Scurvy spread, and Ross speculated grimly whether "it should be the fortune of anyone to survive after another such year as the three last." But the faint warmth of spring brought with it hope. Temperatures moderated, and soon birds returned, providing fresh meat. With summer came the expedition's last chance at salvation. They left their miserable winter house of timber and snow. A lane of water appeared, and, on Aug. 15, 1833, with a fine westerly breeze, they launched the boats.

Unlike Shackleton, who took the best boat and left most of his men behind, Ross took every man with him, even the infirm. They had all "almost forgotten what it was to float at freedom on the seas." On Aug. 17, they covered 116 kilometres. They travelled eastward, propelled by wind, and when that failed them they rowed among the icebergs, once for a stretch of 20 hours. Finally, after nine days, a sail was spotted in the distance. The men rowed desperately toward the vessel, but after several hours a wind came up, and the ship began to move off to the southeast. Soon, another sail was sighted, but that ship too moved off. Wrote Ross: "It was the most anxious moment that we had yet experienced, to find that we were near to no less than two ships, either of which would have put an end to all our fears and all our toils, and that we should probably reach neither." An hour later the wind dropped, and they again began to close on one of the ships. Finally, they saw it lower a boat, which rowed out to meet them. The mate in command assumed they had lost their ship, and Ross confirmed they had, then introduced himself. The mate, stunned, assured Ross that he had been dead for two years. His conclusion, Ross replied, had been "premature." They were unshaven, filthy, "dressed in the rags of wild beasts," gaunt and starved to the bone. But they were alive.

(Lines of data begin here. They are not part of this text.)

//! Handlers for the registry: users, schools, students and staff.
//!
//! | Method | Path | Notes |
//! |--------|------|-------|
//! | `POST`   | `/users` | System admin. Body: [`NewUser`] |
//! | `PUT`    | `/users/{id}` | System admin |
//! | `DELETE` | `/users/{id}` | System admin; 409 while still linked |
//! | `POST`   | `/schools` | System admin. Body: [`NewSchool`] |
//! | `GET`    | `/schools/{id}` | Any caller |
//! | `PUT`    | `/schools/{id}` | System admin |
//! | `DELETE` | `/schools/{id}` | System admin; 409 while anything refers to it |
//! | `POST`   | `/students` | Teacher (own school and grade), head teacher (own school), system admin |
//! | `GET`    | `/students` | `?school_id`, `grade`, `name` (substring) |
//! | `GET`    | `/students/{id}` | |
//! | `PUT`    | `/students/{id}` | Teacher or head teacher at the student's school |
//! | `POST`   | `/staff` | System admin, or a head teacher adding a teacher to their school |
//! | `GET`    | `/staff` | `?user_id`, defaulting to the caller |
//! | `PUT`    | `/staff/{id}` | System admin, or a head teacher editing a teacher at their school |

use std::sync::Arc;

use axum::{
  Json,
  extract::{Path, Query, State},
  http::StatusCode,
  response::IntoResponse,
};
use chrono::NaiveDate;
use darasa_core::{
  grade::Grade,
  school::{
    NewSchool, NewStaff, NewStudent, NewUser, Role, School, Staff, StaffUpdate, Student,
    StudentQuery, StudentUpdate, User,
  },
  store::SchoolStore,
};
use serde::Deserialize;

use crate::{context::Actor, error::ApiError};

// ─── Users ────────────────────────────────────────────────────────────────────

/// `POST /users`
pub async fn create_user<S: SchoolStore>(
  State(store): State<Arc<S>>,
  actor: Actor,
  Json(body): Json<NewUser>,
) -> Result<impl IntoResponse, ApiError> {
  actor.require(&[Role::SystemAdmin])?;
  let user = store.add_user(body).await.map_err(ApiError::from_store)?;
  tracing::info!(user_id = user.user_id, role = %user.role, "user registered");
  Ok((StatusCode::CREATED, Json(user)))
}

/// `PUT /users/{id}`
pub async fn update_user<S: SchoolStore>(
  State(store): State<Arc<S>>,
  actor: Actor,
  Path(user_id): Path<i64>,
  Json(body): Json<NewUser>,
) -> Result<Json<User>, ApiError> {
  actor.require(&[Role::SystemAdmin])?;
  let user = store
    .update_user(user_id, body)
    .await
    .map_err(ApiError::from_store)?;
  Ok(Json(user))
}

/// `DELETE /users/{id}`
pub async fn delete_user<S: SchoolStore>(
  State(store): State<Arc<S>>,
  actor: Actor,
  Path(user_id): Path<i64>,
) -> Result<StatusCode, ApiError> {
  actor.require(&[Role::SystemAdmin])?;
  store.delete_user(user_id).await.map_err(ApiError::from_store)?;
  Ok(StatusCode::NO_CONTENT)
}

// ─── Schools ──────────────────────────────────────────────────────────────────

/// `POST /schools`
pub async fn create_school<S: SchoolStore>(
  State(store): State<Arc<S>>,
  actor: Actor,
  Json(body): Json<NewSchool>,
) -> Result<impl IntoResponse, ApiError> {
  actor.require(&[Role::SystemAdmin])?;
  let school = store.add_school(body).await.map_err(ApiError::from_store)?;
  tracing::info!(school_id = school.school_id, county = %school.county, "school registered");
  Ok((StatusCode::CREATED, Json(school)))
}

/// `GET /schools/{id}`
pub async fn get_school<S: SchoolStore>(
  State(store): State<Arc<S>>,
  _actor: Actor,
  Path(school_id): Path<i64>,
) -> Result<Json<School>, ApiError> {
  let school = store
    .get_school(school_id)
    .await
    .map_err(ApiError::from_store)?
    .ok_or_else(|| ApiError::NotFound(format!("school {school_id} not found")))?;
  Ok(Json(school))
}

/// `PUT /schools/{id}`
pub async fn update_school<S: SchoolStore>(
  State(store): State<Arc<S>>,
  actor: Actor,
  Path(school_id): Path<i64>,
  Json(body): Json<NewSchool>,
) -> Result<Json<School>, ApiError> {
  actor.require(&[Role::SystemAdmin])?;
  let school = store
    .update_school(school_id, body)
    .await
    .map_err(ApiError::from_store)?;
  Ok(Json(school))
}

/// `DELETE /schools/{id}`
pub async fn delete_school<S: SchoolStore>(
  State(store): State<Arc<S>>,
  actor: Actor,
  Path(school_id): Path<i64>,
) -> Result<StatusCode, ApiError> {
  actor.require(&[Role::SystemAdmin])?;
  store.delete_school(school_id).await.map_err(ApiError::from_store)?;
  Ok(StatusCode::NO_CONTENT)
}

// ─── Students ─────────────────────────────────────────────────────────────────

/// JSON body accepted by `POST /students`. A teacher enrols into their own
/// class, so `school_id` and `current_grade` come from their assignment and
/// are ignored if sent; other callers must supply both.
#[derive(Debug, Deserialize)]
pub struct StudentBody {
  pub school_id:      Option<i64>,
  pub user_id:        Option<i64>,
  pub name:           String,
  pub date_of_birth:  NaiveDate,
  pub gender:         String,
  pub current_grade:  Option<Grade>,
  pub guardian_name:  String,
  pub guardian_phone: String,
  pub guardian_email: Option<String>,
  pub nationality:    String,
  pub student_email:  Option<String>,
}

/// `POST /students`
pub async fn create_student<S: SchoolStore>(
  State(store): State<Arc<S>>,
  actor: Actor,
  Json(body): Json<StudentBody>,
) -> Result<impl IntoResponse, ApiError> {
  actor.require(&[Role::Teacher, Role::HeadTeacher, Role::SystemAdmin])?;

  let (school_id, current_grade) = match actor.role {
    Role::Teacher => {
      let teacher = actor.staff(store.as_ref()).await?;
      let grade = teacher.assigned_grade.ok_or_else(|| {
        ApiError::Forbidden(format!("teacher {} has no assigned grade", actor.user_id))
      })?;
      (teacher.school_id, grade)
    }
    role => {
      let school_id = body
        .school_id
        .ok_or_else(|| ApiError::BadRequest("missing required field `school_id`".into()))?;
      let grade = body
        .current_grade
        .ok_or_else(|| ApiError::BadRequest("missing required field `current_grade`".into()))?;
      if role == Role::HeadTeacher {
        let head = actor.staff(store.as_ref()).await?;
        if head.school_id != school_id {
          return Err(ApiError::Forbidden(format!(
            "head teacher of school {} cannot enrol students at school {school_id}",
            head.school_id
          )));
        }
      }
      (school_id, grade)
    }
  };

  let input = NewStudent {
    school_id,
    user_id:        body.user_id,
    name:           body.name,
    date_of_birth:  body.date_of_birth,
    gender:         body.gender,
    current_grade,
    guardian_name:  body.guardian_name,
    guardian_phone: body.guardian_phone,
    guardian_email: body.guardian_email,
    nationality:    body.nationality,
    student_email:  body.student_email,
  };
  let student = store.add_student(input).await.map_err(ApiError::from_store)?;
  tracing::info!(
    student_id = student.student_id,
    school_id = student.school_id,
    grade = %student.current_grade,
    "student enrolled"
  );
  Ok((StatusCode::CREATED, Json(student)))
}

#[derive(Debug, Deserialize, Default)]
pub struct StudentParams {
  pub school_id: Option<i64>,
  pub grade:     Option<Grade>,
  pub name:      Option<String>,
}

/// `GET /students[?school_id=...][&grade=...][&name=...]`
///
/// School staff are confined to their own school.
pub async fn list_students<S: SchoolStore>(
  State(store): State<Arc<S>>,
  actor: Actor,
  Query(params): Query<StudentParams>,
) -> Result<Json<Vec<Student>>, ApiError> {
  actor.require(&[Role::Teacher, Role::HeadTeacher, Role::CountyAdmin, Role::SystemAdmin])?;

  let mut query = StudentQuery {
    school_id: params.school_id,
    grade:     params.grade,
    name:      params.name,
  };
  if matches!(actor.role, Role::Teacher | Role::HeadTeacher) {
    let staff = actor.staff(store.as_ref()).await?;
    match query.school_id {
      Some(id) if id != staff.school_id => {
        return Err(ApiError::Forbidden(format!(
          "user {} does not belong to school {id}",
          actor.user_id
        )));
      }
      _ => query.school_id = Some(staff.school_id),
    }
  }

  let students = store
    .list_students(&query)
    .await
    .map_err(ApiError::from_store)?;
  Ok(Json(students))
}

/// `GET /students/{id}`
pub async fn get_student<S: SchoolStore>(
  State(store): State<Arc<S>>,
  actor: Actor,
  Path(student_id): Path<i64>,
) -> Result<Json<Student>, ApiError> {
  let student = store
    .get_student(student_id)
    .await
    .map_err(ApiError::from_store)?
    .ok_or_else(|| ApiError::NotFound(format!("student {student_id} not found")))?;
  if actor.role == Role::Student && student.user_id != Some(actor.user_id) {
    return Err(ApiError::Forbidden("students may only read their own record".into()));
  }
  Ok(Json(student))
}

/// `PUT /students/{id}`
pub async fn update_student<S: SchoolStore>(
  State(store): State<Arc<S>>,
  actor: Actor,
  Path(student_id): Path<i64>,
  Json(body): Json<StudentUpdate>,
) -> Result<Json<Student>, ApiError> {
  actor.require(&[Role::Teacher, Role::HeadTeacher])?;
  let staff = actor.staff(store.as_ref()).await?;
  let student = store
    .get_student(student_id)
    .await
    .map_err(ApiError::from_store)?
    .ok_or_else(|| ApiError::NotFound(format!("student {student_id} not found")))?;
  if student.school_id != staff.school_id {
    return Err(
      darasa_core::Error::StudentNotEnrolled { student_id, school_id: staff.school_id }.into(),
    );
  }

  let student = store
    .update_student(student_id, body)
    .await
    .map_err(ApiError::from_store)?;
  Ok(Json(student))
}

// ─── Staff ────────────────────────────────────────────────────────────────────

/// JSON body accepted by `POST /staff`. A head teacher may only add teachers,
/// and always to their own school, so `school_id` is optional for them.
#[derive(Debug, Deserialize)]
pub struct StaffBody {
  pub user_id:        i64,
  pub school_id:      Option<i64>,
  pub name:           String,
  pub email:          String,
  pub mobile_number:  String,
  pub qualification:  String,
  pub role:           Role,
  pub assigned_grade: Option<Grade>,
}

/// `POST /staff`
pub async fn create_staff<S: SchoolStore>(
  State(store): State<Arc<S>>,
  actor: Actor,
  Json(body): Json<StaffBody>,
) -> Result<impl IntoResponse, ApiError> {
  actor.require(&[Role::SystemAdmin, Role::HeadTeacher])?;

  let school_id = if actor.role == Role::HeadTeacher {
    if body.role != Role::Teacher {
      return Err(ApiError::Forbidden(format!(
        "a head teacher may only register teachers, not a {}",
        body.role
      )));
    }
    actor.staff(store.as_ref()).await?.school_id
  } else {
    body
      .school_id
      .ok_or_else(|| ApiError::BadRequest("missing required field `school_id`".into()))?
  };

  let input = NewStaff {
    user_id:        body.user_id,
    school_id,
    name:           body.name,
    email:          body.email,
    mobile_number:  body.mobile_number,
    qualification:  body.qualification,
    role:           body.role,
    assigned_grade: body.assigned_grade,
  };
  let staff = store.add_staff(input).await.map_err(ApiError::from_store)?;
  tracing::info!(
    staff_id = staff.staff_id,
    school_id = staff.school_id,
    role = %staff.role,
    "staff assigned"
  );
  Ok((StatusCode::CREATED, Json(staff)))
}

#[derive(Debug, Deserialize, Default)]
pub struct StaffParams {
  pub user_id: Option<i64>,
}

/// `GET /staff[?user_id=...]`
pub async fn get_staff<S: SchoolStore>(
  State(store): State<Arc<S>>,
  actor: Actor,
  Query(params): Query<StaffParams>,
) -> Result<Json<Staff>, ApiError> {
  let user_id = params.user_id.unwrap_or(actor.user_id);
  if user_id != actor.user_id {
    actor.require(&[Role::SystemAdmin])?;
  }
  let staff = store
    .staff_for_user(user_id)
    .await
    .map_err(ApiError::from_store)?
    .ok_or_else(|| ApiError::NotFound(format!("user {user_id} has no staff assignment")))?;
  Ok(Json(staff))
}

/// `PUT /staff/{id}`
pub async fn update_staff<S: SchoolStore>(
  State(store): State<Arc<S>>,
  actor: Actor,
  Path(staff_id): Path<i64>,
  Json(body): Json<StaffUpdate>,
) -> Result<Json<Staff>, ApiError> {
  actor.require(&[Role::SystemAdmin, Role::HeadTeacher])?;
  if actor.role == Role::HeadTeacher {
    let head = actor.staff(store.as_ref()).await?;
    let target = store
      .get_staff(staff_id)
      .await
      .map_err(ApiError::from_store)?
      .ok_or_else(|| ApiError::NotFound(format!("staff member {staff_id} not found")))?;
    if target.school_id != head.school_id || target.role != Role::Teacher {
      return Err(ApiError::Forbidden(format!(
        "head teacher of school {} may only edit its teachers",
        head.school_id
      )));
    }
  }

  let staff = store
    .update_staff(staff_id, body)
    .await
    .map_err(ApiError::from_store)?;
  Ok(Json(staff))
}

Like Shackleton, Ross had triumphed over almost certain death. Like Shackleton, he lost only three of his men. Unlike Shackleton, Ross's expedition represented not only a feat of survival, but also made significant geographical advances: He had charted the Boothia Peninsula, and an officer under his command had become the first to reach the magnetic North Pole. Upon his return to British shores, the voyage of the Victory was celebrated as a success and earned John Ross his knighthood.

If, as Shackleton's Way and Leading at the Edge seem to suggest, Shackleton's style of leadership is the crucial model, how is it that a leader who was not particularly likeable, and who fit perfectly the definition of a conventional command-and-control-style leader, could also overcome seemingly insurmountable obstacles to succeed?

The lessons that can be derived from an examination of polar exploration history are surprising. The fact is popularity has very little to do with ultimate success. And, perhaps not so surprising, leaders, like everyone else, are very much products of their time. After the events of Sept. 11, those looking for leadership direction in popular management books about Ernest Shackleton are unlikely to find them. Shackleton's way has no more credibility than Ross's. This is manifestly a time of "dark adversity" and one that demands leadership. It is not a time for true leaders to retreat to their studies to peruse how-to books. So whose time is it? Take another look at George W. Bush. There is no sign of the party boy any more, only the commander-in-chief. He is utterly resolute, filled with a great moral purpose, yet he remains empathetic. He is indisputably a command-and-control-style leader after Ross, yet has some of Shackleton's best traits with respect to morale building and likeability. That's Bush's way.